Task requirements: Give back an exact copy of the lines in the records below, from the line that has "const MAX_DIRECT_PUSH: usize = 75;" through the line that has "if let Some(last)", and nothing besides.

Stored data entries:

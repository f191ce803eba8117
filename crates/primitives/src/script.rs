//! Script construction and standard output templates.
//!
//! Only building and pattern matching live here; nothing is executed.

pub const OP_0: u8 = 0x00;
pub const OP_PUSHDATA1: u8 = 0x4c;
pub const OP_PUSHDATA2: u8 = 0x4d;
pub const OP_PUSHDATA4: u8 = 0x4e;
pub const OP_1NEGATE: u8 = 0x4f;
pub const OP_1: u8 = 0x51;
pub const OP_16: u8 = 0x60;
pub const OP_DUP: u8 = 0x76;
pub const OP_EQUAL: u8 = 0x87;
pub const OP_EQUALVERIFY: u8 = 0x88;
pub const OP_HASH160: u8 = 0xa9;
pub const OP_CHECKSIG: u8 = 0xac;

const MAX_DIRECT_PUSH: usize = 75;

/// Appends `data` with the shortest push opcode that fits its length.
pub fn push_data(script: &mut Vec<u8>, data: &[u8]) {
    match data.len() {
        0..=MAX_DIRECT_PUSH => script.push(data.len() as u8),
        76..=0xff => {
            script.push(OP_PUSHDATA1);
            script.push(data.len() as u8);
        }
        0x100..=0xffff => {
            script.push(OP_PUSHDATA2);
            script.extend_from_slice(&(data.len() as u16).to_le_bytes());
        }
        _ => {
            script.push(OP_PUSHDATA4);
            script.extend_from_slice(&(data.len() as u32).to_le_bytes());
        }
    }
    script.extend_from_slice(data);
}

/// Minimal little-endian sign-magnitude encoding used by script numbers.
pub fn script_num_to_vec(value: i64) -> Vec<u8> {
    if value == 0 {
        return Vec::new();
    }
    let mut abs = value.unsigned_abs();
    let mut result = Vec::new();
    while abs > 0 {
        result.push((abs & 0xff) as u8);
        abs >>= 8;
    }
    let sign_bit = 0x80u8;
    if let Some(last) = result.last_mut() {
        if (*last & sign_bit) != 0 {
            result.push(if value < 0 { sign_bit } else { 0 });
        } else if value < 0 {
            *last |= sign_bit;
        }
    }
    result
}

/// Pushes an integer, using the small-integer opcodes where they exist.
pub fn push_int(script: &mut Vec<u8>, value: i64) {
    match value {
        0 => script.push(OP_0),
        -1 => script.push(OP_1NEGATE),
        1..=16 => script.push(OP_1 + (value as u8 - 1)),
        _ => push_data(script, &script_num_to_vec(value)),
    }
}

pub fn pay_to_pubkey(pubkey: &[u8]) -> Vec<u8> {
    let mut script = Vec::with_capacity(pubkey.len() + 2);
    push_data(&mut script, pubkey);
    script.push(OP_CHECKSIG);
    script
}

/// Matches `<33 or 65 byte key> OP_CHECKSIG`.
pub fn is_pay_to_pubkey(script: &[u8]) -> bool {
    match script.first() {
        Some(&len) if len == 33 || len == 65 => {
            script.len() == usize::from(len) + 2 && script[script.len() - 1] == OP_CHECKSIG
        }
        _ => false,
    }
}

pub fn p2pkh_script(hash: &[u8; 20]) -> Vec<u8> {
    let mut script = Vec::with_capacity(25);
    script.push(OP_DUP);
    script.push(OP_HASH160);
    push_data(&mut script, hash);
    script.push(OP_EQUALVERIFY);
    script.push(OP_CHECKSIG);
    script
}

pub fn p2sh_script(hash: &[u8; 20]) -> Vec<u8> {
    let mut script = Vec::with_capacity(23);
    script.push(OP_HASH160);
    push_data(&mut script, hash);
    script.push(OP_EQUAL);
    script
}

/// Version 0 witness program: `OP_0 <20 or 32 bytes>`.
pub fn witness_v0_script(program: &[u8]) -> Vec<u8> {
    let mut script = Vec::with_capacity(program.len() + 2);
    script.push(OP_0);
    push_data(&mut script, program);
    script
}

pub fn p2pkh_hash(script: &[u8]) -> Option<&[u8]> {
    let matches = script.len() == 25
        && script[0] == OP_DUP
        && script[1] == OP_HASH160
        && script[2] == 0x14
        && script[23] == OP_EQUALVERIFY
        && script[24] == OP_CHECKSIG;
    matches.then(|| &script[3..23])
}

pub fn p2sh_hash(script: &[u8]) -> Option<&[u8]> {
    let matches = script.len() == 23
        && script[0] == OP_HASH160
        && script[1] == 0x14
        && script[22] == OP_EQUAL;
    matches.then(|| &script[2..22])
}

pub fn witness_v0_program(script: &[u8]) -> Option<&[u8]> {
    match script {
        [OP_0, len @ (0x14 | 0x20), program @ ..] if program.len() == usize::from(*len) => {
            Some(program)
        }
        _ => None,
    }
}

#[cfg(test)]
mod tests {
    use super::*;

    #[test]
    fn script_numbers_are_minimal() {
        assert!(script_num_to_vec(0).is_empty());
        assert_eq!(script_num_to_vec(4), vec![0x04]);
        assert_eq!(script_num_to_vec(-1), vec![0x81]);
        assert_eq!(script_num_to_vec(0x80), vec![0x80, 0x00]);
        assert_eq!(script_num_to_vec(-0x80), vec![0x80, 0x80]);
        assert_eq!(script_num_to_vec(486_604_799), vec![0xff, 0xff, 0x00, 0x1d]);
    }

    #[test]
    fn small_integers_use_opcodes() {
        let mut script = Vec::new();
        push_int(&mut script, 0);
        push_int(&mut script, -1);
        push_int(&mut script, 1);
        push_int(&mut script, 16);
        push_int(&mut script, 17);
        assert_eq!(script, vec![OP_0, OP_1NEGATE, OP_1, OP_16, 0x01, 0x11]);
    }

    #[test]
    fn compact_bits_push_matches_coinbase_prefix() {
        let mut script = Vec::new();
        push_int(&mut script, 486_604_799);
        push_data(&mut script, &[4]);
        assert_eq!(script, vec![0x04, 0xff, 0xff, 0x00, 0x1d, 0x01, 0x04]);
    }

    #[test]
    fn push_data_switches_opcodes_at_boundaries() {
        let mut script = Vec::new();
        push_data(&mut script, &[0u8; 75]);
        assert_eq!(script[0], 75);

        let mut script = Vec::new();
        push_data(&mut script, &[0u8; 76]);
        assert_eq!(&script[..2], &[OP_PUSHDATA1, 76]);

        let mut script = Vec::new();
        push_data(&mut script, &[0u8; 256]);
        assert_eq!(&script[..3], &[OP_PUSHDATA2, 0x00, 0x01]);
        assert_eq!(script.len(), 259);
    }

    #[test]
    fn pay_to_pubkey_roundtrip() {
        let script = pay_to_pubkey(&[0x04; 65]);
        assert_eq!(script.len(), 67);
        assert!(is_pay_to_pubkey(&script));
        assert!(is_pay_to_pubkey(&pay_to_pubkey(&[0x02; 33])));
        assert!(!is_pay_to_pubkey(&pay_to_pubkey(&[0x02; 20])));
        assert!(!is_pay_to_pubkey(&[]));
    }

    #[test]
    fn templates_are_recognized() {
        let hash = [0x11u8; 20];
        assert_eq!(p2pkh_hash(&p2pkh_script(&hash)), Some(&hash[..]));
        assert_eq!(p2sh_hash(&p2sh_script(&hash)), Some(&hash[..]));
        assert_eq!(p2pkh_hash(&p2sh_script(&hash)), None);
        assert_eq!(witness_v0_program(&witness_v0_script(&hash)), Some(&hash[..]));
        assert_eq!(witness_v0_program(&witness_v0_script(&[0u8; 32])), Some(&[0u8; 32][..]));
        assert_eq!(witness_v0_program(&witness_v0_script(&[0u8; 21])), None);
    }
}
//! # CLI Module
//!
//! This module provides the command-line interface layer for radarsync. It
//! implements the user-facing commands and coordinates between the roster
//! and token management, the Spotify client, and the synchronization engine.
//!
//! ## Commands
//!
//! - [`sync`] - Runs the full pipeline: collects releases from the roster,
//!   deduplicates them, and converges both target playlists. Supports a
//!   dry-run mode that reports pending operations without mutating anything.
//! - [`roster`] - Displays the configured artist roster as a table, with an
//!   optional name search, flagging entries a sync run would skip.
//!
//! ## Error Presentation
//!
//! Recoverable issues (a skipped roster entry, an unparseable release date,
//! a failed duration lookup) surface as warning lines and the run continues.
//! Fatal conditions (missing configuration, unreadable roster or token
//! cache, a failed playlist mutation) print an error and exit non-zero.

mod roster;
mod sync;

pub use roster::roster;
pub use sync::sync;
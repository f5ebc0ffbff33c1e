use std::time::Duration;

use reqwest::{Client, StatusCode};
use tokio::time::sleep;

use crate::{config, spotify::wait_for_retry_after, types::TrackDetail};

/// Retrieves the detail record of a single track, including its duration in
/// milliseconds. Used for the run summary statistics.
pub async fn get_track(track_id: &str, token: &str) -> Result<TrackDetail, reqwest::Error> {
    let api_url = format!(
        "{uri}/tracks/{id}",
        uri = &config::spotify_apiurl(),
        id = track_id
    );

    loop {
        let client = Client::new();
        let response = client.get(&api_url).bearer_auth(token).send().await;

        let response = match response {
            Ok(resp) => {
                if resp.status() == StatusCode::TOO_MANY_REQUESTS
                    && wait_for_retry_after(&resp).await
                {
                    continue; // retry
                }

                match resp.error_for_status() {
                    Ok(valid_response) => valid_response,
                    Err(err) => {
                        if let Some(status) = err.status() {
                            if status == StatusCode::BAD_GATEWAY {
                                sleep(Duration::from_secs(10)).await;
                                continue; // retry
                            }
                        }
                        return Err(err);
                    }
                }
            }
            Err(err) => {
                return Err(err);
            }
        };

        let json = response.json::<TrackDetail>().await?;
        return Ok(json);
    }
}
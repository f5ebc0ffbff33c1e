use std::collections::HashSet;

use crate::{
    sync::provider::{CatalogProvider, ProviderError},
    types::TrackRecord,
};

/// Maximum number of track ids the provider accepts in a single addition
/// call; longer addition lists are split into consecutive chunks.
pub const MAX_TRACKS_PER_ADD: usize = 50;

/// How a playlist converges towards the desired track list.
#[derive(Debug, Clone, Copy, PartialEq, Eq)]
pub enum SyncMode {
    /// Additive: desired tracks missing from the playlist are added, nothing
    /// is ever removed. Used for the year-to-date playlist.
    MissingOnly,
    /// Rolling window: missing desired tracks are added and stored tracks
    /// absent from the desired set are removed. Used for the recent-releases
    /// playlist.
    WindowedReplace,
}

/// The operations that converge a playlist to the desired state.
#[derive(Debug, Clone, Default)]
pub struct PlaylistDiff {
    pub to_add: Vec<TrackRecord>,
    pub to_remove: Vec<String>,
}

impl PlaylistDiff {
    pub fn is_empty(&self) -> bool {
        self.to_add.is_empty() && self.to_remove.is_empty()
    }
}

/// Diffs the desired track list against current playlist membership.
///
/// `to_add` keeps the relative order of `desired`. In `WindowedReplace`
/// mode, `to_remove` keeps the playlist order of `current`.
pub fn diff_playlist(desired: &[TrackRecord], current: &[String], mode: SyncMode) -> PlaylistDiff {
    let current_ids: HashSet<&str> = current.iter().map(String::as_str).collect();
    let to_add: Vec<TrackRecord> = desired
        .iter()
        .filter(|track| !current_ids.contains(track.id.as_str()))
        .cloned()
        .collect();

    let to_remove: Vec<String> = match mode {
        SyncMode::MissingOnly => Vec::new(),
        SyncMode::WindowedReplace => {
            let desired_ids: HashSet<&str> =
                desired.iter().map(|track| track.id.as_str()).collect();
            current
                .iter()
                .filter(|id| !desired_ids.contains(id.as_str()))
                .cloned()
                .collect()
        }
    };

    PlaylistDiff { to_add, to_remove }
}

/// Drains every page of a playlist's stored track ids.
///
/// The full membership must be known before diffing; diffing against a
/// partial page would re-add tracks that live on later pages.
pub async fn fetch_playlist_state<P: CatalogProvider>(
    provider: &P,
    playlist_id: &str,
) -> Result<Vec<String>, ProviderError> {
    let mut ids: Vec<String> = Vec::new();
    let mut page_token: Option<String> = None;

    loop {
        let page = provider.playlist_tracks_page(playlist_id, page_token).await?;
        ids.extend(page.items);

        match page.next {
            Some(next) => page_token = Some(next),
            None => break,
        }
    }

    Ok(ids)
}

/// Executes a diff against the live playlist: one bulk removal first, then
/// additions inserted at the head in chunks of at most
/// [`MAX_TRACKS_PER_ADD`].
///
/// Chunks are inserted at position 0 one after another, so the final order
/// equals repeated head-insertion of the chunks: the last chunk ends up
/// closest to the head. Provider errors propagate; nothing is retried or
/// rolled back here.
pub async fn apply_diff<P: CatalogProvider>(
    provider: &P,
    playlist_id: &str,
    diff: &PlaylistDiff,
) -> Result<(), ProviderError> {
    if !diff.to_remove.is_empty() {
        provider
            .remove_playlist_items(playlist_id, &diff.to_remove)
            .await?;
    }

    for chunk in diff.to_add.chunks(MAX_TRACKS_PER_ADD) {
        let ids: Vec<String> = chunk.iter().map(|track| track.id.clone()).collect();
        provider.add_playlist_items(playlist_id, &ids, 0).await?;
    }

    Ok(())
}

/// Full synchronization of one playlist: drain the current membership, diff
/// against `desired`, and apply the diff unless `dry_run` is set.
///
/// Returns the computed diff in both modes so the caller can report pending
/// or performed operations. Running twice in a row with the same desired
/// list yields an empty diff on the second run.
pub async fn sync_playlist<P: CatalogProvider>(
    provider: &P,
    playlist_id: &str,
    desired: &[TrackRecord],
    mode: SyncMode,
    dry_run: bool,
) -> Result<PlaylistDiff, ProviderError> {
    let current = fetch_playlist_state(provider, playlist_id).await?;
    let diff = diff_playlist(desired, &current, mode);

    if !dry_run {
        apply_diff(provider, playlist_id, &diff).await?;
    }

    Ok(diff)
}
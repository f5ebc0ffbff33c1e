//! Build script for the playlist sync CLI.
//!
//! Copies the configuration template into the user's local data directory
//! during the build so a ready-to-edit example sits where the application
//! looks for its `.env` file.

use std::{env, fs, path::PathBuf};

fn main() -> Result<(), Box<dyn std::error::Error>> {
    // Re-run if the template changes
    println!("cargo:rerun-if-changed=env.example");

    // Where to copy FROM (crate root)
    let manifest_dir = PathBuf::from(env::var("CARGO_MANIFEST_DIR")?);
    let env_example_path = manifest_dir.join(".env.example");

    // Compute target dir (the local data dir) and ensure it exists
    let mut out_dir = dirs::data_local_dir().unwrap_or_else(|| PathBuf::from("."));
    out_dir.push("radarsync");
    fs::create_dir_all(&out_dir)?;

    // Only copy if the source exists; otherwise warn instead of failing
    if env_example_path.is_file() {
        let contents = fs::read_to_string(&env_example_path)?;
        fs::write(out_dir.join(".env.example"), contents)?;
    } else {
        println!(
            "cargo:warning=env.example not found at {}",
            env_example_path.display()
        );
    }

    Ok(())
}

Solution:
const MAX_DIRECT_PUSH: usize = 75;

/// Appends `data` with the shortest push opcode that fits its length.
pub fn push_data(script: &mut Vec<u8>, data: &[u8]) {
    match data.len() {
        0..=MAX_DIRECT_PUSH => script.push(data.len() as u8),
        76..=0xff => {
            script.push(OP_PUSHDATA1);
            script.push(data.len() as u8);
        }
        0x100..=0xffff => {
            script.push(OP_PUSHDATA2);
            script.extend_from_slice(&(data.len() as u16).to_le_bytes());
        }
        _ => {
            script.push(OP_PUSHDATA4);
            script.extend_from_slice(&(data.len() as u32).to_le_bytes());
        }
    }
    script.extend_from_slice(data);
}

/// Minimal little-endian sign-magnitude encoding used by script numbers.
pub fn script_num_to_vec(value: i64) -> Vec<u8> {
    if value == 0 {
        return Vec::new();
    }
    let mut abs = value.unsigned_abs();
    let mut result = Vec::new();
    while abs > 0 {
        result.push((abs & 0xff) as u8);
        abs >>= 8;
    }
    let sign_bit = 0x80u8;
    if let Some(last) = result.last_mut() {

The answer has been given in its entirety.